**Action item:**
Identify every line in the records below that contains the word "count", and copy each of those lines.

Data for review section start

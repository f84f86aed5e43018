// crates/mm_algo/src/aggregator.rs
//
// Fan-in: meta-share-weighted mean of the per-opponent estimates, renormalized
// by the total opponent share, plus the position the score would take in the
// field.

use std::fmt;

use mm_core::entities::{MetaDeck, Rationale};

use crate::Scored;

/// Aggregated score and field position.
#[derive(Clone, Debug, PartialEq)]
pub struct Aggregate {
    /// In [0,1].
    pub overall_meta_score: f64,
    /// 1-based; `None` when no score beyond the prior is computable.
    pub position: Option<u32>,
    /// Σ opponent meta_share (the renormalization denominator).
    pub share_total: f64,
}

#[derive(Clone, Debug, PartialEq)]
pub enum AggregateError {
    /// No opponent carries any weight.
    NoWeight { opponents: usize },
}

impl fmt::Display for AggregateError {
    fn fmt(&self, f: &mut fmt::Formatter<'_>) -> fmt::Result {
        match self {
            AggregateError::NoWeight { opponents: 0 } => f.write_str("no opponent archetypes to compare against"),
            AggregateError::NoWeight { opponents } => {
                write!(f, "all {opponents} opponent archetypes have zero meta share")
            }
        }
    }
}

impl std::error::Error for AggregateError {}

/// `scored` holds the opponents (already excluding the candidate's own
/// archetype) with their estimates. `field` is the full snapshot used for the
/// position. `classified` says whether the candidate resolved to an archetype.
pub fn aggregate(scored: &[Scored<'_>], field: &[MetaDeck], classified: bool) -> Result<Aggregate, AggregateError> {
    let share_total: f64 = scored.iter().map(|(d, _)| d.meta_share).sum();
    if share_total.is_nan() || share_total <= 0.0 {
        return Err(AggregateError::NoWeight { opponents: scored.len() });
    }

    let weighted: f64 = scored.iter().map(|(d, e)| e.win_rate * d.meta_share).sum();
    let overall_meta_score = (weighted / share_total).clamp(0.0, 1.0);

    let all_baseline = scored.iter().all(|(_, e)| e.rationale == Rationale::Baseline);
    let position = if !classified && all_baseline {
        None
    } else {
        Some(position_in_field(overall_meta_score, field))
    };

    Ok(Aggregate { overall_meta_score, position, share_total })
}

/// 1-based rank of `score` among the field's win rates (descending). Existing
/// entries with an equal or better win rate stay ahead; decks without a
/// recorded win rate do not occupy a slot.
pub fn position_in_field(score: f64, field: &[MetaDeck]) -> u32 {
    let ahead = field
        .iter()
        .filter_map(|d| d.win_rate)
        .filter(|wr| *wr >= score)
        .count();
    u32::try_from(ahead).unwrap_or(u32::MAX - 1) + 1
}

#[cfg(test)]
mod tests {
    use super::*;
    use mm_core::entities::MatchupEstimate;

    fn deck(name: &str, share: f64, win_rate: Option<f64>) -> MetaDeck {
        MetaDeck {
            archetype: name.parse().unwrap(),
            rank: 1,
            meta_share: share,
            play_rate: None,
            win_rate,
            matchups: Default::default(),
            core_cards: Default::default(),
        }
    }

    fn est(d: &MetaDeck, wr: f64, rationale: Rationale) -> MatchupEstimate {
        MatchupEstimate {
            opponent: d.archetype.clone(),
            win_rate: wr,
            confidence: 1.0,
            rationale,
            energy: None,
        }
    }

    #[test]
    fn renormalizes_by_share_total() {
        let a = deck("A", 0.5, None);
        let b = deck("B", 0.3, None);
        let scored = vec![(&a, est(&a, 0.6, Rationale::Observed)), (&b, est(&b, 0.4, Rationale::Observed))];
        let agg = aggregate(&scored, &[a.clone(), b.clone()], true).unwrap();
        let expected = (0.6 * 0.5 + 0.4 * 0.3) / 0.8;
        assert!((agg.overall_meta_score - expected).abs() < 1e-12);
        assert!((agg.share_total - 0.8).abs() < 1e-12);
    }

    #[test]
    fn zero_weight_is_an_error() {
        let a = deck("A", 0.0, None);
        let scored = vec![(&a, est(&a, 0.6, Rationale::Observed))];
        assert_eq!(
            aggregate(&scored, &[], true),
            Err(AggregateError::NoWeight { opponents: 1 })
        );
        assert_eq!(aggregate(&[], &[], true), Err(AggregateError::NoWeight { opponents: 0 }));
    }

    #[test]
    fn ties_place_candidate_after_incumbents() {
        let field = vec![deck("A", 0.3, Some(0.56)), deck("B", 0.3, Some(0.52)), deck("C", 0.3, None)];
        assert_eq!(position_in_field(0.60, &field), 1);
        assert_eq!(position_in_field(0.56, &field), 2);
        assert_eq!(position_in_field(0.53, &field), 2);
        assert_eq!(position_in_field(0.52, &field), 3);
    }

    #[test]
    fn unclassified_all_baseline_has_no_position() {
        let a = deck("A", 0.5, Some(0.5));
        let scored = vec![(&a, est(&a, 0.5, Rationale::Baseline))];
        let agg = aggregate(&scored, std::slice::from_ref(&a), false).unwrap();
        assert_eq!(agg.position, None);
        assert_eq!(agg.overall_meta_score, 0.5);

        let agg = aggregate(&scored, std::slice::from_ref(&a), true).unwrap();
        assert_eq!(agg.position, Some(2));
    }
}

Data for review section end
Data for review section start

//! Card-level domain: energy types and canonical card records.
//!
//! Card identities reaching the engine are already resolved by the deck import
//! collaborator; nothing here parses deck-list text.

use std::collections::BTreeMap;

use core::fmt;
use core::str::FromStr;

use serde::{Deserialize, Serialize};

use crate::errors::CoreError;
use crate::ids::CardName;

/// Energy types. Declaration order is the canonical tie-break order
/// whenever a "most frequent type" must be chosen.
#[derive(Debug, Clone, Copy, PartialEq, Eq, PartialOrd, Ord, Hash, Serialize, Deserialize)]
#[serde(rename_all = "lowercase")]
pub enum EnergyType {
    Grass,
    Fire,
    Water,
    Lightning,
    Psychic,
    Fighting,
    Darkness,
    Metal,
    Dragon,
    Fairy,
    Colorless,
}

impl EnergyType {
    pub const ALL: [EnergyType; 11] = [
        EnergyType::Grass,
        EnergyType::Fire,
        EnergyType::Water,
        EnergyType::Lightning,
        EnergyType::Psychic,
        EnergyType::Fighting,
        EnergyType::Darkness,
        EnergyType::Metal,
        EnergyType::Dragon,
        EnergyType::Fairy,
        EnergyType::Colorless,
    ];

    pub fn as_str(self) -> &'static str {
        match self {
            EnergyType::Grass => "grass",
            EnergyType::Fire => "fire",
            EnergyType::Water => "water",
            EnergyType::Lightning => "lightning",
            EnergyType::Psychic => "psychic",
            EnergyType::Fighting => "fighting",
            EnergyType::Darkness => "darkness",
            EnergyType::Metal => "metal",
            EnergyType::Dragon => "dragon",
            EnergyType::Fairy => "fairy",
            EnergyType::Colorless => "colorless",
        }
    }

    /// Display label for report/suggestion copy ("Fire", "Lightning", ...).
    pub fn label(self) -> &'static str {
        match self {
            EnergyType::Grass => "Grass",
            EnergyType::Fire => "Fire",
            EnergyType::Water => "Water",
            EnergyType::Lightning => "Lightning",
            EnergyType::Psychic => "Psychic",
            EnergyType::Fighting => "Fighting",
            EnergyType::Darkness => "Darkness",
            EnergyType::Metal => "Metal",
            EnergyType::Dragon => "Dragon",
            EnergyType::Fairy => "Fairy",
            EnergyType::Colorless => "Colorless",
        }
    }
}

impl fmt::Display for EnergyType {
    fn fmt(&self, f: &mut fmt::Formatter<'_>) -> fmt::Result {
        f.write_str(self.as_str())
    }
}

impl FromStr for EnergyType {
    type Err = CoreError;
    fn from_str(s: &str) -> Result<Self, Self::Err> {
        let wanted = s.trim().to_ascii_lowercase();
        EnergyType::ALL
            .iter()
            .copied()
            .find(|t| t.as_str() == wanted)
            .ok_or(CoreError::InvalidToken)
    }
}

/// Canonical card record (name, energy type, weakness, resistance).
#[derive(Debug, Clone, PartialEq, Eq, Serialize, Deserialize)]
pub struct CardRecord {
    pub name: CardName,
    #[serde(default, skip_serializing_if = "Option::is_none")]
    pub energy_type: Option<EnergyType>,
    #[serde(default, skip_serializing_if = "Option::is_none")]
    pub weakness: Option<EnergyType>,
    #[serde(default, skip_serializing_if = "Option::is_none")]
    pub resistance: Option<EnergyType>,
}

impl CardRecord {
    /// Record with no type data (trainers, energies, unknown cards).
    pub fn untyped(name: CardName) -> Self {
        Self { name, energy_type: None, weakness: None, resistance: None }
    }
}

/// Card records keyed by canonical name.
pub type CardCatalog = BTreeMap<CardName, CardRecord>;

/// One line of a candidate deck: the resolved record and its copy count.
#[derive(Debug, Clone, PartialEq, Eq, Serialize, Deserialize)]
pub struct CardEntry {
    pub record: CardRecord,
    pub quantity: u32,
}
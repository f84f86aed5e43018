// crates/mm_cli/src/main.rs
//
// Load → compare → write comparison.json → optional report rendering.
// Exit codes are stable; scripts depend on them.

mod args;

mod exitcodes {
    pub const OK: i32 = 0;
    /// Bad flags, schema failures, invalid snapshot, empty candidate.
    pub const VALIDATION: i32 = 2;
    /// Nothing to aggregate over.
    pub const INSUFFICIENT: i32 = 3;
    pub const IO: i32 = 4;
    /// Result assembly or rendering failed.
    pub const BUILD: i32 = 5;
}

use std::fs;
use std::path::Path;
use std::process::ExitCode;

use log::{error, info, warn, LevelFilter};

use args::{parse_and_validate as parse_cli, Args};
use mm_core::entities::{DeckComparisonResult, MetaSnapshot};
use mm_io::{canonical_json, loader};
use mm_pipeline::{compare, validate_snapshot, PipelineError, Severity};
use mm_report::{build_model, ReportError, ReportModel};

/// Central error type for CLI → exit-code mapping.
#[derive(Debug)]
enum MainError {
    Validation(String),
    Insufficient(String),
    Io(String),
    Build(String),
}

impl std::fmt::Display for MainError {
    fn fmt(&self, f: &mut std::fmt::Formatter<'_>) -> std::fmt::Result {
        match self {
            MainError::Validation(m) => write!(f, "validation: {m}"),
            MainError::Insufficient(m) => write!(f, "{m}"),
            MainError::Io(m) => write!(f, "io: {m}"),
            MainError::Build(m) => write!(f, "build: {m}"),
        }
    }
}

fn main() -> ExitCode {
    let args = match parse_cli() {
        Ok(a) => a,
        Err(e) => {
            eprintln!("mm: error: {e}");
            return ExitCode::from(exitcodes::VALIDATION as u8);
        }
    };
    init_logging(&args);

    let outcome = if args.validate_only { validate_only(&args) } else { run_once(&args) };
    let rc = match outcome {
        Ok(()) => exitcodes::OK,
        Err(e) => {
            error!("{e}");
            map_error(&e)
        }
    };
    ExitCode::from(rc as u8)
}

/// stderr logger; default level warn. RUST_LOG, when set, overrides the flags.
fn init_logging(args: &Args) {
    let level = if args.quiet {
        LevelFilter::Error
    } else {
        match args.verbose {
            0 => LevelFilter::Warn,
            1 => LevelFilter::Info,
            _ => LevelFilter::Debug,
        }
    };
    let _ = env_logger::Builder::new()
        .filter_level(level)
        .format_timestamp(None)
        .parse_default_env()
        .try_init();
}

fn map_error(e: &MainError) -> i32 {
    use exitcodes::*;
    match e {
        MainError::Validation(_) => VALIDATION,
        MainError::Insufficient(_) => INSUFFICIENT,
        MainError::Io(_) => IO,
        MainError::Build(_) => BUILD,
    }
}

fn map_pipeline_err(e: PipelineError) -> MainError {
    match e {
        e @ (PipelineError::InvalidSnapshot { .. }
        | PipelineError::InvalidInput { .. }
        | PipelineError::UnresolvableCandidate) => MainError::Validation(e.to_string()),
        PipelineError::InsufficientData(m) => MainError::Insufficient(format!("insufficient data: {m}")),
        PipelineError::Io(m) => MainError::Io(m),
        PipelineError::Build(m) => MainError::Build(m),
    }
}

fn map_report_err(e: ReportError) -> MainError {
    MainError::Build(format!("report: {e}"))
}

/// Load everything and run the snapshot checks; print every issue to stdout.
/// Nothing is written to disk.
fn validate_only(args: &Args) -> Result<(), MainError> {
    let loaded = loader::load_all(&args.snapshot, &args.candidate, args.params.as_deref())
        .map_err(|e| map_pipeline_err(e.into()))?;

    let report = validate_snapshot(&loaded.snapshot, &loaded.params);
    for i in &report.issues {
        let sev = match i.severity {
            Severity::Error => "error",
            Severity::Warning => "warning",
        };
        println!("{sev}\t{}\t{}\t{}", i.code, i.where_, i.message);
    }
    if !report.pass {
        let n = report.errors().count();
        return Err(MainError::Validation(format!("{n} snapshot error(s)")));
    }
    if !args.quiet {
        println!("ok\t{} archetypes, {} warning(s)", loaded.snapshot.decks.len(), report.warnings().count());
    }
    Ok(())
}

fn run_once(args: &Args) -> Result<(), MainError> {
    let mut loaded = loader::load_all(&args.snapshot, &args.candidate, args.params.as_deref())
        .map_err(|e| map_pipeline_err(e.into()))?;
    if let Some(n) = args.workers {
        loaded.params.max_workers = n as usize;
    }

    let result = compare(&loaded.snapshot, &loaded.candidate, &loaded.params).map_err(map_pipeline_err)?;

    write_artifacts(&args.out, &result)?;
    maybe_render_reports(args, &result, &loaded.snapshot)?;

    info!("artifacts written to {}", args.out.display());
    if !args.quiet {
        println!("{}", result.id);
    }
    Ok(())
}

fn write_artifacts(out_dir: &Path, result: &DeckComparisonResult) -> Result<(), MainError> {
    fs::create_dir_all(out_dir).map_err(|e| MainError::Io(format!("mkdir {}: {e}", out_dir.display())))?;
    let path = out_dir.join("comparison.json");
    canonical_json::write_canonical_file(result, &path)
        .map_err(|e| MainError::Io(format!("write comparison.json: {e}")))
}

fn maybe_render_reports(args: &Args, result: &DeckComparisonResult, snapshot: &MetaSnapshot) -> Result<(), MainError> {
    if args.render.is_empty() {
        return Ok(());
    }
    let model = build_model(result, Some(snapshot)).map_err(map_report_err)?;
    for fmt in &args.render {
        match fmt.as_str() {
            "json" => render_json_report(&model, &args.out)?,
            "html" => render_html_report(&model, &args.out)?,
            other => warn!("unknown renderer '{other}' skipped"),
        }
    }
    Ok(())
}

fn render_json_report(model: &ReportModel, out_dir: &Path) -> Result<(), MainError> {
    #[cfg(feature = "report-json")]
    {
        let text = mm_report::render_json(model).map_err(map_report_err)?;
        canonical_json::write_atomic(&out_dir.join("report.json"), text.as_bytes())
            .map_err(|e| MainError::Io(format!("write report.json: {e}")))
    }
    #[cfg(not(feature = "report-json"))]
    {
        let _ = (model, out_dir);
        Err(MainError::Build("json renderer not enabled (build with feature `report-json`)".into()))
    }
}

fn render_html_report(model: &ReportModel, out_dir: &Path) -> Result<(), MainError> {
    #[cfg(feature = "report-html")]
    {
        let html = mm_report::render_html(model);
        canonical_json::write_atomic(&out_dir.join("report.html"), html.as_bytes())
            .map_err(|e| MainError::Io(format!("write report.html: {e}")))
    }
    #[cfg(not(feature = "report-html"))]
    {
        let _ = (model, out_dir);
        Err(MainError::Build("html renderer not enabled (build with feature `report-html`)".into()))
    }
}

Data for review section end

**Result of the task:**
        .count();
/// One line of a candidate deck: the resolved record and its copy count.
        let n = report.errors().count();
        println!("ok\t{} archetypes, {} warning(s)", loaded.snapshot.decks.len(), report.warnings().count());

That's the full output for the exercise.